• Required work:
Once you have read the records below, write them all out exactly as given.

• Data to use:
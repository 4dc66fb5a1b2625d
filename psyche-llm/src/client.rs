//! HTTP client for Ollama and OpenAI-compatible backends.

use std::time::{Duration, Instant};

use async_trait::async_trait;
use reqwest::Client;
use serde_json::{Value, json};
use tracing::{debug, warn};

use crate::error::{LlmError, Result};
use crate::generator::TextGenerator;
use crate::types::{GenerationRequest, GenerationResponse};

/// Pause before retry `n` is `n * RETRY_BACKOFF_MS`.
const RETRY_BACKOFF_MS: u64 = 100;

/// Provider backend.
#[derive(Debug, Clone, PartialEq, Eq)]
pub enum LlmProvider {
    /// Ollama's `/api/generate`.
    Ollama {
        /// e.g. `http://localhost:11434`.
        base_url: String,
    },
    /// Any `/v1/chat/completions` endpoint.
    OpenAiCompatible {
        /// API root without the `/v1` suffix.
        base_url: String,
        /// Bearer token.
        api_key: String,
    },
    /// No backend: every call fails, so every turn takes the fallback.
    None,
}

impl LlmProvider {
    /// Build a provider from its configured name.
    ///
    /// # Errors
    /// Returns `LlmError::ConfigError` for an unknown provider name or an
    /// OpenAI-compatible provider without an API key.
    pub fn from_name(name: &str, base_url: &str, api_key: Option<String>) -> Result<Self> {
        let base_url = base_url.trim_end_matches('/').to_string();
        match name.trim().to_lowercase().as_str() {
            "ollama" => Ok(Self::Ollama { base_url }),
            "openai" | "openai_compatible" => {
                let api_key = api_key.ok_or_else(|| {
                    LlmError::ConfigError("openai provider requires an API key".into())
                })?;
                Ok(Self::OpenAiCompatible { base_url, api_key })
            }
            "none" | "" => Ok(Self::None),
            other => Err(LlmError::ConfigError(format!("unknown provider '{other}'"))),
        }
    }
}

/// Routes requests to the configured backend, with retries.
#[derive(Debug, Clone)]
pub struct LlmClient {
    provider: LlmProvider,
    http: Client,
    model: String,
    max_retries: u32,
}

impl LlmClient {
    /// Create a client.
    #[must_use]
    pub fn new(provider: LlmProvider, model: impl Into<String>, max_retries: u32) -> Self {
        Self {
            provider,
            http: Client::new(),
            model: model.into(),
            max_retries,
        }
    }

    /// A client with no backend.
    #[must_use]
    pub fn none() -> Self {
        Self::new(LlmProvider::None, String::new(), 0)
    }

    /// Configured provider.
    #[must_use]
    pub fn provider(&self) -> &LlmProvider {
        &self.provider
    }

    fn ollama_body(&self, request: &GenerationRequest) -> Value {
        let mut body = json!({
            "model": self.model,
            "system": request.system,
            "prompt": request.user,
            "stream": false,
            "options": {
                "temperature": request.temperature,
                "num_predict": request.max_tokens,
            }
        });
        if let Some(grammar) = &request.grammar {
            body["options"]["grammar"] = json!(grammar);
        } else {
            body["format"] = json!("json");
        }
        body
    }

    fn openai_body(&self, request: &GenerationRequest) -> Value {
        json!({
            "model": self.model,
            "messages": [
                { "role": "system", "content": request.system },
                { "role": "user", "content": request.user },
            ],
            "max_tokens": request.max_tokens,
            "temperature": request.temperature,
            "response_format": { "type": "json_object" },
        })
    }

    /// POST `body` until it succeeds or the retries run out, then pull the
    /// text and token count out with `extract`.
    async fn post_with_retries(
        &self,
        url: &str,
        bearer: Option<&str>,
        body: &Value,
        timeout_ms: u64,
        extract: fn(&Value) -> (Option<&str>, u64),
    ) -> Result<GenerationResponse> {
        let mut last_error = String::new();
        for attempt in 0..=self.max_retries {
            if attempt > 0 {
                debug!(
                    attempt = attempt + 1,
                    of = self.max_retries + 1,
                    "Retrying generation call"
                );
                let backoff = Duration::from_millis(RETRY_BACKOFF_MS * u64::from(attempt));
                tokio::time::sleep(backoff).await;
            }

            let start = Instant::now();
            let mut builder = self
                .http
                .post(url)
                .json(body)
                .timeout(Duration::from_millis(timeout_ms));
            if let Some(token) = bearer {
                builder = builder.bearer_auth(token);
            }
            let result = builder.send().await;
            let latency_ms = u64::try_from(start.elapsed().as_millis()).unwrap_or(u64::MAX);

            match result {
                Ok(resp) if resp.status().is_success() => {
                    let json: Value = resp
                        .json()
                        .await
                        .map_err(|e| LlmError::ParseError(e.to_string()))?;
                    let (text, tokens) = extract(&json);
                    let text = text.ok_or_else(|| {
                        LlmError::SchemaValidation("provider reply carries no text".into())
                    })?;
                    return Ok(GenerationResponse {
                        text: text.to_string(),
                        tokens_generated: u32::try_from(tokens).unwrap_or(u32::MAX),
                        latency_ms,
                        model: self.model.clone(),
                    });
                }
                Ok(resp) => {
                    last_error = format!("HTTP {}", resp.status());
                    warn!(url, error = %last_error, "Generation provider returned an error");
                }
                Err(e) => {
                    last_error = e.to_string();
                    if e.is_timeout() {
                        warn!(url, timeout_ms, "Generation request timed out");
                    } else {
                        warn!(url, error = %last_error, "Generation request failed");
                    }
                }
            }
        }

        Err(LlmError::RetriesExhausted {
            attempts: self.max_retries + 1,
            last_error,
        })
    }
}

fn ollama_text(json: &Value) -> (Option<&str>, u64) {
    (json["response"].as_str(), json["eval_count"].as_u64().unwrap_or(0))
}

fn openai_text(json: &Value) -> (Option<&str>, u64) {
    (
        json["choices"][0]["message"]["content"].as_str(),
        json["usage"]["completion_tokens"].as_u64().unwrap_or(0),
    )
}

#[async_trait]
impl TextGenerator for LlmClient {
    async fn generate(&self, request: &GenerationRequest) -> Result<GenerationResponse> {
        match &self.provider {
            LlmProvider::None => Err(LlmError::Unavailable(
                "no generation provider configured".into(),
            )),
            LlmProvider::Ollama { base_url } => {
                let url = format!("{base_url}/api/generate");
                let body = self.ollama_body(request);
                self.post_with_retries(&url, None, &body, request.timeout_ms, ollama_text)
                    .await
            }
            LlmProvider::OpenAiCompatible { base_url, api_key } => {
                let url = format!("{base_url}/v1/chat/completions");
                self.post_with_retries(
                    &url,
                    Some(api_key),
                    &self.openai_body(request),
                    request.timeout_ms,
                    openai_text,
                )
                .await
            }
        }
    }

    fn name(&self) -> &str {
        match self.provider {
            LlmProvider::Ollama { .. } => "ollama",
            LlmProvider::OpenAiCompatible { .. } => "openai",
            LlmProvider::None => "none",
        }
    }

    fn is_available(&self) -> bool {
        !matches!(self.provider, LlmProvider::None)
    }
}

• Result for this task:
repository 4dc66fb5a1b2625d
filename psyche-llm/src/client.rs
//! HTTP client for Ollama and OpenAI-compatible backends.

use std::time::{Duration, Instant};

use async_trait::async_trait;
use reqwest::Client;
use serde_json::{Value, json};
use tracing::{debug, warn};

use crate::error::{LlmError, Result};
use crate::generator::TextGenerator;
use crate::types::{GenerationRequest, GenerationResponse};

/// Pause before retry `n` is `n * RETRY_BACKOFF_MS`.
const RETRY_BACKOFF_MS: u64 = 100;

/// Provider backend.
#[derive(Debug, Clone, PartialEq, Eq)]
pub enum LlmProvider {
    /// Ollama's `/api/generate`.
    Ollama {
        /// e.g. `http://localhost:11434`.
        base_url: String,
    },
    /// Any `/v1/chat/completions` endpoint.
    OpenAiCompatible {
        /// API root without the `/v1` suffix.
        base_url: String,
        /// Bearer token.
        api_key: String,
    },
    /// No backend: every call fails, so every turn takes the fallback.
    None,
}

impl LlmProvider {
    /// Build a provider from its configured name.
    ///
    /// # Errors
    /// Returns `LlmError::ConfigError` for an unknown provider name or an
    /// OpenAI-compatible provider without an API key.
    pub fn from_name(name: &str, base_url: &str, api_key: Option<String>) -> Result<Self> {
        let base_url = base_url.trim_end_matches('/').to_string();
        match name.trim().to_lowercase().as_str() {
            "ollama" => Ok(Self::Ollama { base_url }),
            "openai" | "openai_compatible" => {
                let api_key = api_key.ok_or_else(|| {
                    LlmError::ConfigError("openai provider requires an API key".into())
                })?;
                Ok(Self::OpenAiCompatible { base_url, api_key })
            }
            "none" | "" => Ok(Self::None),
            other => Err(LlmError::ConfigError(format!("unknown provider '{other}'"))),
        }
    }
}

/// Routes requests to the configured backend, with retries.
#[derive(Debug, Clone)]
pub struct LlmClient {
    provider: LlmProvider,
    http: Client,
    model: String,
    max_retries: u32,
}

impl LlmClient {
    /// Create a client.
    #[must_use]
    pub fn new(provider: LlmProvider, model: impl Into<String>, max_retries: u32) -> Self {
        Self {
            provider,
            http: Client::new(),
            model: model.into(),
            max_retries,
        }
    }

    /// A client with no backend.
    #[must_use]
    pub fn none() -> Self {
        Self::new(LlmProvider::None, String::new(), 0)
    }

    /// Configured provider.
    #[must_use]
    pub fn provider(&self) -> &LlmProvider {
        &self.provider
    }

    fn ollama_body(&self, request: &GenerationRequest) -> Value {
        let mut body = json!({
            "model": self.model,
            "system": request.system,
            "prompt": request.user,
            "stream": false,
            "options": {
                "temperature": request.temperature,
                "num_predict": request.max_tokens,
            }
        });
        if let Some(grammar) = &request.grammar {
            body["options"]["grammar"] = json!(grammar);
        } else {
            body["format"] = json!("json");
        }
        body
    }

    fn openai_body(&self, request: &GenerationRequest) -> Value {
        json!({
            "model": self.model,
            "messages": [
                { "role": "system", "content": request.system },
                { "role": "user", "content": request.user },
            ],
            "max_tokens": request.max_tokens,
            "temperature": request.temperature,
            "response_format": { "type": "json_object" },
        })
    }

    /// POST `body` until it succeeds or the retries run out, then pull the
    /// text and token count out with `extract`.
    async fn post_with_retries(
        &self,
        url: &str,
        bearer: Option<&str>,
        body: &Value,
        timeout_ms: u64,
        extract: fn(&Value) -> (Option<&str>, u64),
    ) -> Result<GenerationResponse> {
        let mut last_error = String::new();
        for attempt in 0..=self.max_retries {
            if attempt > 0 {
                debug!(
                    attempt = attempt + 1,
                    of = self.max_retries + 1,
                    "Retrying generation call"
                );
                let backoff = Duration::from_millis(RETRY_BACKOFF_MS * u64::from(attempt));
                tokio::time::sleep(backoff).await;
            }

            let start = Instant::now();
            let mut builder = self
                .http
                .post(url)
                .json(body)
                .timeout(Duration::from_millis(timeout_ms));
            if let Some(token) = bearer {
                builder = builder.bearer_auth(token);
            }
            let result = builder.send().await;
            let latency_ms = u64::try_from(start.elapsed().as_millis()).unwrap_or(u64::MAX);

            match result {
                Ok(resp) if resp.status().is_success() => {
                    let json: Value = resp
                        .json()
                        .await
                        .map_err(|e| LlmError::ParseError(e.to_string()))?;
                    let (text, tokens) = extract(&json);
                    let text = text.ok_or_else(|| {
                        LlmError::SchemaValidation("provider reply carries no text".into())
                    })?;
                    return Ok(GenerationResponse {
                        text: text.to_string(),
                        tokens_generated: u32::try_from(tokens).unwrap_or(u32::MAX),
                        latency_ms,
                        model: self.model.clone(),
                    });
                }
                Ok(resp) => {
                    last_error = format!("HTTP {}", resp.status());
                    warn!(url, error = %last_error, "Generation provider returned an error");
                }
                Err(e) => {
                    last_error = e.to_string();
                    if e.is_timeout() {
                        warn!(url, timeout_ms, "Generation request timed out");
                    } else {
                        warn!(url, error = %last_error, "Generation request failed");
                    }
                }
            }
        }

        Err(LlmError::RetriesExhausted {
            attempts: self.max_retries + 1,
            last_error,
        })
    }
}

fn ollama_text(json: &Value) -> (Option<&str>, u64) {
    (json["response"].as_str(), json["eval_count"].as_u64().unwrap_or(0))
}

fn openai_text(json: &Value) -> (Option<&str>, u64) {
    (
        json["choices"][0]["message"]["content"].as_str(),
        json["usage"]["completion_tokens"].as_u64().unwrap_or(0),
    )
}

#[async_trait]
impl TextGenerator for LlmClient {
    async fn generate(&self, request: &GenerationRequest) -> Result<GenerationResponse> {
        match &self.provider {
            LlmProvider::None => Err(LlmError::Unavailable(
                "no generation provider configured".into(),
            )),
            LlmProvider::Ollama { base_url } => {
                let url = format!("{base_url}/api/generate");
                let body = self.ollama_body(request);
                self.post_with_retries(&url, None, &body, request.timeout_ms, ollama_text)
                    .await
            }
            LlmProvider::OpenAiCompatible { base_url, api_key } => {
                let url = format!("{base_url}/v1/chat/completions");
                self.post_with_retries(
                    &url,
                    Some(api_key),
                    &self.openai_body(request),
                    request.timeout_ms,
                    openai_text,
                )
                .await
            }
        }
    }

    fn name(&self) -> &str {
        match self.provider {
            LlmProvider::Ollama { .. } => "ollama",
            LlmProvider::OpenAiCompatible { .. } => "openai",
            LlmProvider::None => "none",
        }
    }

    fn is_available(&self) -> bool {
        !matches!(self.provider, LlmProvider::None)
    }
}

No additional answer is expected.